WHAT THE TASK ASKS: Output every record below exactly as it appears.

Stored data

____________

//! recell-core - Sheet model (edits + propagation), initial-input storage and views.

pub mod error;
pub mod sheet;
pub mod storage;

pub use error::{RecellError, Result};
pub use sheet::{CellView, Sheet};

pub use recell_engine::engine::{CellRef, CellStatus, Grid, GridSize};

____________

WRITTEN RESPONSE:
//! recell-core - Sheet model (edits + propagation), initial-input storage and views.

pub mod error;
pub mod sheet;
pub mod storage;

pub use error::{RecellError, Result};
pub use sheet::{CellView, Sheet};

pub use recell_engine::engine::{CellRef, CellStatus, Grid, GridSize};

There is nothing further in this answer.